**YOUR TASK**
Pull out every line with the word "HttpSearchClient" from the entries below.

**RECORD SET**

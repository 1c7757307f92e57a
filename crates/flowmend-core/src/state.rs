//! Shared application state for the HTTP server.

use std::sync::Arc;

use crate::extract::{ExtensionExtractor, TextExtractor};
use crate::llm::{CompletionClient, CompletionConfig, HttpCompletionClient};
use crate::orchestration::WorkflowOrchestrator;
use crate::search::{HttpSearchClient, SearchClient, SearchConfig};

/// Shared state accessible by all API handlers.
pub struct AppStateInner {
    pub orchestrator: WorkflowOrchestrator,
    pub extractor: Box<dyn TextExtractor>,
}

pub type AppState = Arc<AppStateInner>;

impl AppStateInner {
    /// Wire the orchestrator from environment configuration.
    pub fn from_env() -> Self {
        let completion: Arc<dyn CompletionClient> =
            Arc::new(HttpCompletionClient::new(CompletionConfig::from_env()));
        let search: Option<Arc<dyn SearchClient>> = SearchConfig::from_env()
            .map(|config| Arc::new(HttpSearchClient::new(config)) as Arc<dyn SearchClient>);
        Self::new(completion, search)
    }

    pub fn new(
        completion: Arc<dyn CompletionClient>,
        search: Option<Arc<dyn SearchClient>>,
    ) -> Self {
        Self {
            orchestrator: WorkflowOrchestrator::new(completion, search),
            extractor: Box::new(ExtensionExtractor),
        }
    }
}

**RESULT OF THIS EXERCISE**
use crate::search::{HttpSearchClient, SearchClient, SearchConfig};
            .map(|config| Arc::new(HttpSearchClient::new(config)) as Arc<dyn SearchClient>);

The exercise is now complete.